For which conditions on countable sets does continuity implies uniform continuity
This is an exercise from Thomson and Bruckner's "Elementary Real Analysis" (Exercise 5.6.5 page 239):
Let $X=\{x_1,x_2,\dots,x_n,\dots\}$. What property must $X$ have so that every function continuous on $X$ is uniformly continuous on $X$?
The set $X$ is a subset of $\mathbb {R}$. I worked on the $\varepsilon-\delta$ definitions of limits and uniform continuity, but I coudln't link between them. Could you please help me?
Edit: I removed the part My attempt because my result was wrong.
Solution 1:
A subset $X\subseteq \mathbb R$ has the property that every continuous $f:X\to\mathbb R$ is also uniformly continuous if and only if
- $X$ is closed.
- There exists some $M>0$ such that every limit point $p$ of $X$ follows $|p| < M$.
- $X\setminus[-M, M]$ is uniformly discrete. That is, there exists some $\delta > 0$ such that for every $x,y\in X\setminus[-M,M]$ with $x\ne y$ it follows $$ |x-y| \ge \delta. $$
If part:
Since $X\cap[-M,M]$ is compact, any continuous function restricted onto $X\cap[-M,M]$ is uniformly continuous. Further, since $X\setminus[-M,M]$ is uniformly discrete, any function restricted onto $X\setminus[-M,M]$ is uniformly continuous.
Only if part:
If $f$ is uniformly continuous on $X$, then we may extend $f$ to an uniformly continuous function on the closure of $X$. So, $\lim_{x\to x^*} f(x)$ need to exists for any closure point $x^*$ of $X$. Assume the contrary that $x^*$ is a limit point of $X$ not in $X$. Then, the function $f(x) = (x-x^*)^{-1}$ is continuous on $X$ but has no limit at $x^*$.
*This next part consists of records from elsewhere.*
//! # Network Orchestration
//!
//! The global registry mapping resident prefixes to sections. The network
//! routes vaults to sections by trie walk, installs the state changes
//! sections return (split leaves, merge unions), runs the relocation
//! protocol, and keeps the run's counters.
//!
//! Cross-references between sections are always canonical prefix keys
//! resolved against the registry on demand; no section holds a direct
//! reference to another.

mod relocation;
mod routing;
mod stats;

pub use stats::NetworkStats;

use std::collections::{BTreeMap, HashMap};

use rand::rngs::StdRng;
use rand::SeedableRng;
use tracing::{debug, warn};

use sim_xor_space::{Address, Prefix};

use crate::config::SimConfig;
use crate::domain::{JoinOutcome, MembershipError, Section, SectionUpdate, Vault};

/// The simulated network: a prefix trie of sections plus run statistics.
///
/// Fully deterministic given a seed; the single generator owned here
/// drives every address, event hash and random draw of the run.
#[derive(Debug)]
pub struct Network {
    sections: HashMap<Prefix, Section>,
    rng: StdRng,
    config: SimConfig,
    stats: NetworkStats,
}

impl Network {
    /// Create an empty network seeded for a reproducible run.
    pub fn from_seed(seed: u64) -> Self {
        Self::with_config(seed, SimConfig::default())
    }

    /// Create an empty network with explicit policies.
    pub fn with_config(seed: u64, config: SimConfig) -> Self {
        Self {
            sections: HashMap::new(),
            rng: StdRng::seed_from_u64(seed),
            config,
            stats: NetworkStats::default(),
        }
    }

    /// Create a fresh vault named by the network's own generator.
    pub fn spawn_vault(&mut self) -> Vault {
        Vault::new(&mut self.rng)
    }

    /// Create a fresh attacker-flagged vault.
    pub fn spawn_attacker(&mut self) -> Vault {
        Vault::new_attacker(&mut self.rng)
    }

    /// Route a vault to its section and admit it, applying any resulting
    /// split and relocation cascade.
    ///
    /// `Disallowed` means the age-1 guard refused the join; regenerate the
    /// vault and retry.
    pub fn add_vault(&mut self, vault: Vault) -> Result<JoinOutcome, MembershipError> {
        self.add_vault_inner(vault, 0)
    }

    /// Remove a vault, applying any resulting merge and relocation
    /// cascade. A stale reference (no section at the vault's prefix, or
    /// the vault missing from it) is a warning and the call is a no-op.
    pub fn remove_vault(&mut self, vault: &Vault) -> Result<(), MembershipError> {
        self.remove_vault_inner(vault.prefix, vault.address, 0)
            .map(|_| ())
    }

    pub(crate) fn add_vault_inner(
        &mut self,
        vault: Vault,
        depth: usize,
    ) -> Result<JoinOutcome, MembershipError> {
        self.stats.total_joins += 1;
        if self.sections.is_empty() {
            for section in Section::build(Prefix::root(), Vec::new(), &self.config)? {
                self.sections.insert(*section.prefix(), section);
            }
        }
        let Some(resident) = self.resolve_prefix(&vault.address) else {
            warn!(address = ?vault.address, "no resident prefix for joining vault");
            self.stats.disallowed_joins += 1;
            return Ok(JoinOutcome::Disallowed);
        };
        let Some(section) = self.sections.get_mut(&resident) else {
            warn!(prefix = %resident, "resolved prefix has no section");
            self.stats.disallowed_joins += 1;
            return Ok(JoinOutcome::Disallowed);
        };
        match section.add_vault(vault, &self.config, &mut self.rng)? {
            SectionUpdate::Refused => {
                self.stats.disallowed_joins += 1;
                Ok(JoinOutcome::Disallowed)
            }
            SectionUpdate::Split(leaves) => {
                debug!(prefix = %resident, leaves = leaves.len(), "section split");
                self.stats.total_splits += leaves.len() as u64 - 1;
                self.sections.remove(&resident);
                for leaf in leaves {
                    self.sections.insert(*leaf.prefix(), leaf);
                }
                Ok(JoinOutcome::Joined)
            }
            SectionUpdate::Settled { relocation } => {
                if let Some(candidate) = relocation {
                    self.relocate(resident, candidate, depth)?;
                }
                Ok(JoinOutcome::Joined)
            }
        }
    }

    pub(crate) fn remove_vault_inner(
        &mut self,
        home: Prefix,
        address: Address,
        depth: usize,
    ) -> Result<Option<Vault>, MembershipError> {
        self.stats.total_departures += 1;
        let Some(section) = self.sections.get_mut(&home) else {
            warn!(prefix = %home, "no section for departing vault");
            return Ok(None);
        };
        let (removed, relocation) = section.remove_vault(&address, &self.config, &mut self.rng);
        if removed.is_none() {
            warn!(prefix = %home, address = ?address, "departing vault not found in its section");
            return Ok(None);
        }
        let merge_wanted = section.should_merge(&self.config);
        if merge_wanted && self.sections.len() > 1 {
            self.stats.total_merges += 1;
            self.merge(home)?;
        } else if let Some(candidate) = relocation {
            self.relocate(home, candidate, depth)?;
        }
        Ok(removed)
    }

    /// Merge the section at `prefix` with its sibling subtree into their
    /// parent. If the exact sibling is not resident, the sibling's
    /// resident descendants contribute instead. The merged section may
    /// immediately re-split if the union is large enough.
    fn merge(&mut self, prefix: Prefix) -> Result<(), MembershipError> {
        let parent = prefix.parent()?;
        let sibling = prefix.sibling()?;
        debug!(%prefix, %parent, "merging into parent");
        let mut pool = match self.sections.remove(&prefix) {
            Some(section) => section.into_vaults(),
            None => {
                warn!(%prefix, "merging section vanished from the trie");
                Vec::new()
            }
        };
        if let Some(section) = self.sections.remove(&sibling) {
            pool.extend(section.into_vaults());
        } else {
            for child in self.descendant_prefixes(&sibling) {
                if let Some(section) = self.sections.remove(&child) {
                    pool.extend(section.into_vaults());
                }
            }
        }
        let leaves = Section::build(parent, pool, &self.config)?;
        if leaves.len() > 1 {
            self.stats.total_splits += leaves.len() as u64 - 1;
        }
        for leaf in leaves {
            self.sections.insert(*leaf.prefix(), leaf);
        }
        Ok(())
    }

    /// Resolve a random address to its section.
    ///
    /// Approximates uniform selection over sections: subtrees are sampled
    /// by their address-space share, not their vault count. `None` on an
    /// empty network.
    pub fn get_random_section(&mut self) -> Option<&Section> {
        let addr = Address::random(&mut self.rng);
        let prefix = self.resolve_prefix(&addr)?;
        self.sections.get(&prefix)
    }

    /// Draw a uniformly random member of a randomly resolved section.
    /// `None` on an empty network.
    pub fn get_random_vault(&mut self) -> Option<Vault> {
        let addr = Address::random(&mut self.rng);
        let prefix = self.resolve_prefix(&addr)?;
        let section = self.sections.get(&prefix)?;
        section.random_vault(&mut self.rng).cloned()
    }

    /// Total vaults across all sections.
    pub fn total_vaults(&self) -> usize {
        self.sections.values().map(Section::total_members).sum()
    }

    /// Number of resident sections.
    pub fn total_sections(&self) -> usize {
        self.sections.len()
    }

    /// Number of sections currently failing the attack quorum test.
    pub fn total_attacked_sections(&self) -> usize {
        let config = self.config;
        self.sections
            .values()
            .filter(|s| s.is_attacked(&config))
            .count()
    }

    /// Read-only iteration over resident sections, for reporting.
    pub fn sections(&self) -> impl Iterator<Item = &Section> {
        self.sections.values()
    }

    /// The section at a resident prefix, if any.
    pub fn section(&self, prefix: &Prefix) -> Option<&Section> {
        self.sections.get(prefix)
    }

    /// The resident prefixes, in no particular order.
    pub fn resident_prefixes(&self) -> Vec<Prefix> {
        self.sections.keys().copied().collect()
    }

    /// Vault count per age, sorted by age.
    pub fn age_histogram(&self) -> BTreeMap<u32, u64> {
        let mut histogram = BTreeMap::new();
        for section in self.sections.values() {
            for vault in section.members() {
                *histogram.entry(vault.age).or_insert(0) += 1;
            }
        }
        histogram
    }

    /// Section count per adult count, sorted.
    pub fn adult_histogram(&self) -> BTreeMap<usize, u64> {
        let mut histogram = BTreeMap::new();
        for section in self.sections.values() {
            *histogram.entry(section.total_adults()).or_insert(0) += 1;
        }
        histogram
    }

    /// Counters for this run.
    pub fn stats(&self) -> &NetworkStats {
        &self.stats
    }

    /// The run's policy configuration.
    pub fn config(&self) -> &SimConfig {
        &self.config
    }
}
Assume the contrary that the limit points are unbounded, without the loss of generality unbounded from above. Then, there exists a strictly increasing and unbounded sequence of limit points $p_0 < p_1 < \dotsb$. Now, for $n\ge 1$ let $$ \delta_n = \min\left\{\frac1n, \frac{p_{n} - p_{n-1}}{2}, \frac{p_{n+1} - p_{n}}{2} \right\}. $$ Since $p_n$ is a limit point, there exists some $x_n\in X\setminus\{p_n\}$ with $\delta'_n := |x_n - p_n| < \delta_n$. Now, define the function $f:X\to\mathbb R$ by $$ f(x) = \begin{cases} 1, & |x - p_n| < \delta'_n \text{ for some } n\ge 1, \\ 0, & \text{otherwise}. \end{cases} $$ Then, $f$ is continuous, but $|f(x_n) - f(p_n)| = 1$ and $|x_n - p_n| < \frac1n \to 0$. That is, $f$ is not uniformly continuous.
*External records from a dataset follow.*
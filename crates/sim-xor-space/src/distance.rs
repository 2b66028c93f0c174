//! # XOR Distance
//!
//! The comparable XOR metric between two 256-bit values. Smaller means
//! closer; the simulator uses it to break ties in elder ordering and
//! relocation candidate selection.

use std::fmt;

use primitive_types::U256;
use serde::{Deserialize, Serialize};

/// Distance between two points in XOR space.
#[derive(Clone, Copy, PartialEq, Eq, PartialOrd, Ord, Hash, Serialize, Deserialize)]
pub struct XorDistance(U256);

impl XorDistance {
    /// Wrap a raw XOR result.
    pub fn new(raw: U256) -> Self {
        Self(raw)
    }

    /// Distance between two raw 256-bit values.
    pub fn between(a: U256, b: U256) -> Self {
        Self(a ^ b)
    }

    /// The farthest representable distance.
    pub fn max() -> Self {
        Self(U256::MAX)
    }

    /// True when the two points coincide.
    pub fn is_zero(&self) -> bool {
        self.0.is_zero()
    }
}

impl fmt::Debug for XorDistance {
    fn fmt(&self, f: &mut fmt::Formatter<'_>) -> fmt::Result {
        write!(f, "XorDistance({:x})", self.0)
    }
}
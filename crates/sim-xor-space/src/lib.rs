//! # Sim XOR Space
//!
//! Address-space primitives for the section ageing simulator.
//!
//! ## Purpose
//!
//! Every simulated vault lives at a 256-bit name in XOR space, and the
//! network partitions that space into sections keyed by binary prefixes:
//!
//! - [`Address`]: a fixed-length 256-bit random name, ordered numerically
//! - [`XorDistance`]: the comparable XOR metric between two 256-bit values
//! - [`Prefix`]: a variable-length (0..=256 bit) subtree identifier with a
//!   canonical, collision-free key encoding
//!
//! ## Module Structure
//!
//! ```text
//! sim-xor-space/
//! ├── address.rs       # Address: random 256-bit names
//! ├── distance.rs      # XorDistance: comparable XOR metric
//! ├── prefix.rs        # Prefix: binary subtree identifiers
//! └── errors.rs        # XorSpaceError
//! ```
//!
//! Names are simulated random bit-strings, not real public keys; nothing in
//! this crate performs cryptography.

#![warn(missing_docs)]
#![warn(clippy::all)]

mod address;
mod distance;
mod errors;
mod prefix;

pub use address::{Address, ADDRESS_BITS};
pub use distance::XorDistance;
pub use errors::XorSpaceError;
pub use prefix::Prefix;

/// Crate version
pub const VERSION: &str = env!("CARGO_PKG_VERSION");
Notice that $X\setminus[-M, M]$ is discrete. Assume that again the contrary that $X\setminus[-M, M]$ is not uniformly discrete. Let $X_1 = X\setminus[-M, M]$. Let $x_1,y_1\in X_1$ with $x_1\ne y_1$ and $|x_1 - y_1| < 1$. Let $X_2 = X_1\setminus\{x_1, y_2\}$. Since $X_1$ is discrete, $X_2$ is discrete and therefore also closed. Thus, $x_1$ and $y_1$ has positive distance to $X_2$, and $X_2$ is not uniformly discrete (otherwise $X_1$ would be also uniformly discrete, a contradiction). So, we can iteratively define $x_n,y_n\in X_n$ with $x_n\ne y_n$ and $|x_n-y_n| < \frac1n$ and $X_{n+1} = X_n\setminus\{x_n, y_n\}$. Define the function $f:X\to \mathbb R$ by $$ f(x) = \begin{cases} 1, & x = x_n \text{ for some } n, \\ 0, & \text{otherwise}. \end{cases} $$ Then, $f$ is continuous. But $f(x_n) - f(y_n) = 1$ and $|x_n - y_n| < \frac1n \to 0$. Again, $f$ is not uniformly continuous.
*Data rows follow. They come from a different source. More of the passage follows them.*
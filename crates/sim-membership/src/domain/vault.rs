//! # Vaults
//!
//! A vault is one simulated network participant: a random 256-bit address,
//! the prefix of the section it currently belongs to, an age that only ever
//! grows, and an attacker flag fixed at creation.

use std::cmp::Ordering;

use rand::Rng;
use serde::{Deserialize, Serialize};

use sim_xor_space::{Address, Prefix};

/// Age assigned to a freshly created vault.
pub const INFANT_AGE: u32 = 1;

/// A vault is an adult once its age exceeds this threshold.
pub const ADULT_AGE_THRESHOLD: u32 = 4;

/// Life stage of a vault, derived from its age.
///
/// Eldership is a transient overlay recomputed per section membership
/// change, not a stage of its own.
#[derive(Clone, Copy, Debug, PartialEq, Eq, Serialize, Deserialize)]
pub enum LifeStage {
    /// Age 1, just joined.
    Infant,
    /// Age 2..=4, relocated at least once.
    Growing,
    /// Age above 4, counts toward split/merge thresholds.
    Adult,
}

/// A simulated network participant.
#[derive(Clone, Debug, PartialEq, Eq, Serialize, Deserialize)]
pub struct Vault {
    /// Current 256-bit name.
    pub address: Address,
    /// Prefix of the owning section. Matches `address` at all times except
    /// the instant of relocation reassignment.
    pub prefix: Prefix,
    /// Relocation count plus one. Never decreases.
    pub age: u32,
    /// Fixed at creation; attacker-flagged elders count toward the quorum
    /// attack test.
    pub is_attacker: bool,
}

impl Vault {
    /// Create a vault with a random address, age 1 and no section assigned.
    pub fn new<R: Rng + ?Sized>(rng: &mut R) -> Self {
        Self {
            address: Address::random(rng),
            prefix: Prefix::root(),
            age: INFANT_AGE,
            is_attacker: false,
        }
    }

    /// Create an attacker-flagged vault.
    pub fn new_attacker<R: Rng + ?Sized>(rng: &mut R) -> Self {
        Self {
            is_attacker: true,
            ..Self::new(rng)
        }
    }

    /// Increment the vault's age by exactly one. No ceiling.
    pub fn increment_age(&mut self) {
        self.age += 1;
    }

    /// True once the age exceeds the adult threshold.
    pub fn is_adult(&self) -> bool {
        self.age > ADULT_AGE_THRESHOLD
    }

    /// True at age 1, before any relocation.
    pub fn is_infant(&self) -> bool {
        self.age == INFANT_AGE
    }

    /// Current life stage.
    pub fn life_stage(&self) -> LifeStage {
        if self.is_infant() {
            LifeStage::Infant
        } else if self.is_adult() {
            LifeStage::Adult
        } else {
            LifeStage::Growing
        }
    }

    /// Record the owning section's prefix.
    pub(crate) fn set_prefix(&mut self, prefix: Prefix) {
        self.prefix = prefix;
    }

    /// Replace address and prefix atomically for a relocation: a fresh
    /// random name with the destination prefix overlaid.
    pub(crate) fn relocate_to<R: Rng + ?Sized>(&mut self, rng: &mut R, destination: Prefix) {
        self.address = destination.overlay(&Address::random(rng));
        self.prefix = destination;
    }
}

/// Eldership ordering: oldest first, equal ages ordered by address.
///
/// The lineage breaks age ties by XOR-combining the two tied names and
/// comparing each name's distance to the combination; that reduces to plain
/// address order, which is what we implement.
pub fn cmp_eldership(a: &Vault, b: &Vault) -> Ordering {
    b.age
        .cmp(&a.age)
        .then_with(|| a.address.cmp(&b.address))
}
Notes: Since the proof of 2. and 3. are similar, it might be possible to combine conditions 2 and 3 to something more nice looking.
Solution 2:
Partial results:
$X$ must be closed in $\mathbb {R}.$ If not, there is a sequence $x_n$ in $X$ with $x_n\to a, a\not \in X.$ Then the function $f(x) = 1/|x-a|$ is continuous on $X.$ The $x_n$ are getting close to one another, yet $f(x_n)$ is unbounded. Hence $f$ is not uniformly continuous on $X.$
Note that every function on $\mathbb N$ is uniformly continuous on $\mathbb N.$ So $X$ need not be bounded.